If you wish to train Eagle3 for other models, you need to modify the --target-model-path value. We support loading these models directly from HuggingFace.

However, if your model is too large and requires tensor parallelism, you can implement its tensor parallel version on your own in the specforge.modeling.target directory. The CausalLM model should inherit the DistributedTargetModel class in the specforge.modeling.target.base.py file and apply ColumnParallelLinear and RowParallelLinear to its submodules.

from .base import DistributedTargetModel
from specforge.layers.linear import ColumnParallelLinear, RowParallelLinear


class MyModelForCausalLM(MyModelPreTrainedModel, GenerationMixin, DistributedTargetModel):
    ...

    def load_weights(self, state_dict: Dict[str, torch.Tensor]):
        ...

Afterwards, you need to register this model to the AutoEagle3TargetModel class in the specforge.modeling.auto.py file.

class AutoDistributedTargetModel(AutoModelForCausalLMBase):
    _model_mapping = {
        Llama4TextConfig: [Llama4ForCausalLM],
+       MyModelConfig: [MyModelForCausalLM],
    }

When tp_size is greater than 1, the script will automatically load the distributed version of the model for tensor parallelism.

Customize Draft Model#

If you want to change the draft model configuration, you can write your own configuration file and pass its path to the --draft-model-config argument. Or, if you do not provide the --draft-model-config argument, the script will automatically generate the draft model configuration based on the target model configuration. If you wish to serve your customized draft model with SGLang, make sure you implement the draft model in SGLang as well and the architecture name must match. To implement your own draft model, you can create a new class and inherit it from the Eagle3DraftModel class in the specforge.modeling.draft.base.py file.

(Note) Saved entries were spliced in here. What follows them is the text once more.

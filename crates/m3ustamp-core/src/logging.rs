//! Logging init: file under the XDG state dir, or fallback to stderr.

use anyhow::Result;
use std::fs;
use std::io;
use std::path::PathBuf;
use tracing_subscriber::fmt::MakeWriter;
use tracing_subscriber::EnvFilter;

fn env_filter() -> EnvFilter {
    EnvFilter::try_from_default_env().unwrap_or_else(|_| EnvFilter::new("info,m3ustamp=debug"))
}

/// Writer handed to the subscriber: the log file, or stderr when the file
/// handle cannot be cloned.
enum LogWriter {
    File(fs::File),
    Stderr,
}

impl io::Write for LogWriter {
    fn write(&mut self, buf: &[u8]) -> io::Result<usize> {
        match self {
            LogWriter::File(f) => f.write(buf),
            LogWriter::Stderr => io::stderr().lock().write(buf),
        }
    }

    fn flush(&mut self) -> io::Result<()> {
        match self {
            LogWriter::File(f) => f.flush(),
            LogWriter::Stderr => io::stderr().lock().flush(),
        }
    }
}

struct LogFile(fs::File);

impl<'a> MakeWriter<'a> for LogFile {
    type Writer = LogWriter;

    fn make_writer(&'a self) -> Self::Writer {
        self.0
            .try_clone()
            .map(LogWriter::File)
            .unwrap_or(LogWriter::Stderr)
    }
}

fn open_log_file() -> Result<(PathBuf, fs::File)> {
    let xdg_dirs = xdg::BaseDirectories::with_prefix("m3ustamp")?;
    let log_dir = xdg_dirs.get_state_home().join("m3ustamp");
    fs::create_dir_all(&log_dir)?;
    let path = log_dir.join("m3ustamp.log");
    let file = fs::OpenOptions::new()
        .create(true)
        .append(true)
        .open(&path)?;
    Ok((path, file))
}

/// Initialize logging to `~/.local/state/m3ustamp/m3ustamp.log`.
/// On failure (e.g. state dir unwritable), returns Err so the caller can fall
/// back to [`init_stderr`].
pub fn init() -> Result<()> {
    let (path, file) = open_log_file()?;

    tracing_subscriber::fmt()
        .with_env_filter(env_filter())
        .with_writer(LogFile(file))
        .with_ansi(false)
        .init();

    tracing::info!("m3ustamp logging initialized at {}", path.display());
    Ok(())
}

/// Initialize logging to stderr only. Use when [`init`] fails so the CLI
/// still reports what it is doing.
pub fn init_stderr() {
    tracing_subscriber::fmt()
        .with_env_filter(env_filter())
        .with_writer(io::stderr)
        .with_ansi(false)
        .init();
}
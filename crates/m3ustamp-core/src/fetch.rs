//! Playlist download.
//!
//! One blocking GET per source via the curl crate (libcurl), with a bounded
//! timeout and no retries. Transport failures are classified into an
//! enumerated error so the orchestrator can log the failure kind.

use std::time::Duration;

/// Connect phase gets its own, shorter bound so an unreachable peer fails
/// fast even with a generous total timeout.
const CONNECT_TIMEOUT_CAP: Duration = Duration::from_secs(15);

/// Why a playlist fetch failed.
#[derive(Debug, thiserror::Error)]
pub enum FetchError {
    /// Peer unreachable: connect, resolve, or send/recv failure.
    #[error("connection failed: {0}")]
    ConnectionFailed(#[source] curl::Error),
    /// The transfer exceeded the configured timeout.
    #[error("timed out after {0}s")]
    TimedOut(u64),
    /// Response completed with a non-2xx status.
    #[error("HTTP {0}")]
    HttpStatus(u32),
    /// Any other transport-level failure.
    #[error("transfer failed: {0}")]
    Transport(#[source] curl::Error),
}

impl FetchError {
    /// Short label for logs and the run summary.
    pub fn kind(&self) -> &'static str {
        match self {
            FetchError::ConnectionFailed(_) => "connection failed",
            FetchError::TimedOut(_) => "timed out",
            FetchError::HttpStatus(_) => "http status",
            FetchError::Transport(_) => "transport",
        }
    }
}

fn classify_curl_error(e: curl::Error, timeout: Duration) -> FetchError {
    if e.is_operation_timedout() {
        return FetchError::TimedOut(timeout.as_secs());
    }
    if e.is_couldnt_connect()
        || e.is_couldnt_resolve_host()
        || e.is_couldnt_resolve_proxy()
        || e.is_read_error()
        || e.is_recv_error()
        || e.is_send_error()
        || e.is_got_nothing()
    {
        return FetchError::ConnectionFailed(e);
    }
    FetchError::Transport(e)
}

/// Fetches the playlist body from `url` with a single GET.
///
/// Follows redirects. Returns the body decoded as UTF-8 (lossily, so a stray
/// byte in a title never fails the whole source).
pub fn fetch_playlist(url: &str, timeout: Duration) -> Result<String, FetchError> {
    let mut body: Vec<u8> = Vec::new();

    let mut easy = curl::easy::Easy::new();
    easy.url(url).map_err(FetchError::Transport)?;
    easy.follow_location(true).map_err(FetchError::Transport)?;
    easy.max_redirections(10).map_err(FetchError::Transport)?;
    easy.connect_timeout(timeout.min(CONNECT_TIMEOUT_CAP))
        .map_err(FetchError::Transport)?;
    easy.timeout(timeout).map_err(FetchError::Transport)?;

    {
        let mut transfer = easy.transfer();
        transfer
            .write_function(|data| {
                body.extend_from_slice(data);
                Ok(data.len())
            })
            .map_err(FetchError::Transport)?;
        transfer
            .perform()
            .map_err(|e| classify_curl_error(e, timeout))?;
    }

    let code = easy.response_code().map_err(FetchError::Transport)?;
    if !(200..300).contains(&code) {
        return Err(FetchError::HttpStatus(code));
    }

    Ok(String::from_utf8_lossy(&body).into_owned())
}

#[cfg(test)]
mod tests {
    use super::*;

    #[test]
    fn error_messages_name_the_kind() {
        assert_eq!(FetchError::HttpStatus(404).to_string(), "HTTP 404");
        assert_eq!(FetchError::TimedOut(30).to_string(), "timed out after 30s");
        assert_eq!(FetchError::HttpStatus(503).kind(), "http status");
        assert_eq!(FetchError::TimedOut(5).kind(), "timed out");
    }
}
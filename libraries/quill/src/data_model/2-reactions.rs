//! # Reactions
//! Each post has one counter per reaction kind. The set of kinds is closed, so the counters live in
//! a plain struct rather than a map and can never be missing.

#[derive(Clone, Copy, Debug, PartialEq, Eq, Hash, PartialOrd, Ord, serde::Serialize, serde::Deserialize)]
#[serde(rename_all = "camelCase")]
pub enum ReactionKind {
    ThumbsUp,
    Wow,
    Heart,
    Rocket,
    Coffee,
}

impl ReactionKind {
    pub const ALL: [ReactionKind; 5] = [
        ReactionKind::ThumbsUp,
        ReactionKind::Wow,
        ReactionKind::Heart,
        ReactionKind::Rocket,
        ReactionKind::Coffee,
    ];
}

#[derive(Clone, Copy, Debug, Default, PartialEq, Eq, serde::Serialize, serde::Deserialize)]
#[serde(rename_all = "camelCase")]
pub struct Reactions {
    pub thumbs_up: u32,
    pub wow: u32,
    pub heart: u32,
    pub rocket: u32,
    pub coffee: u32,
}

impl Reactions {
    pub fn get(&self, kind: ReactionKind) -> u32 {
        match kind {
            ReactionKind::ThumbsUp => self.thumbs_up,
            ReactionKind::Wow => self.wow,
            ReactionKind::Heart => self.heart,
            ReactionKind::Rocket => self.rocket,
            ReactionKind::Coffee => self.coffee,
        }
    }

    fn counter_mut(&mut self, kind: ReactionKind) -> &mut u32 {
        match kind {
            ReactionKind::ThumbsUp => &mut self.thumbs_up,
            ReactionKind::Wow => &mut self.wow,
            ReactionKind::Heart => &mut self.heart,
            ReactionKind::Rocket => &mut self.rocket,
            ReactionKind::Coffee => &mut self.coffee,
        }
    }

    pub(crate) fn increment(&mut self, kind: ReactionKind) {
        let counter = self.counter_mut(kind);
        *counter = counter.saturating_add(1);
    }

    pub fn iter(&self) -> impl Iterator<Item = (ReactionKind, u32)> + '_ {
        ReactionKind::ALL.into_iter().map(|kind| (kind, self.get(kind)))
    }

    pub fn total(&self) -> u64 {
        self.iter().map(|(_, count)| u64::from(count)).sum()
    }
}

from .base import Eagle3DraftModel
from transformers import PretrainedConfig


class MyModelConfig(PretrainedConfig):
    model_type = "mymodel"

    def __init__(self, **kwargs):
        ...


class MyModelEagle3(Eagle3DraftModel):

    config_class = MyModelConfig

    def __init__(self, config, quant_config=None) -> None:
        ...

You can then register these models to the AutoEagle3TargetModel and AutoDraftModelConfig classes in the specforge.modeling.auto.py file for the automatic model loading.

class AutoEagle3DraftModel(AutoModelForCausalLMBase):
    # the model mapping is currently hardcoded, we should support lazy model mapping via registry
    _model_mapping = {
        LlamaConfig: [LlamaForCausalLMEagle3],
+       MyModelConfig: MyModelEagle3,
    }


class AutoDraftModelConfig:

    _config_mapping = {
        "LlamaForCausalLMEagle3": LlamaConfig,
+       "MyModelEagle3": MyModelConfig,
    }

In this way, as long as your config.json specifies the correct architecture name, the script will automatically load the correct draft model for you.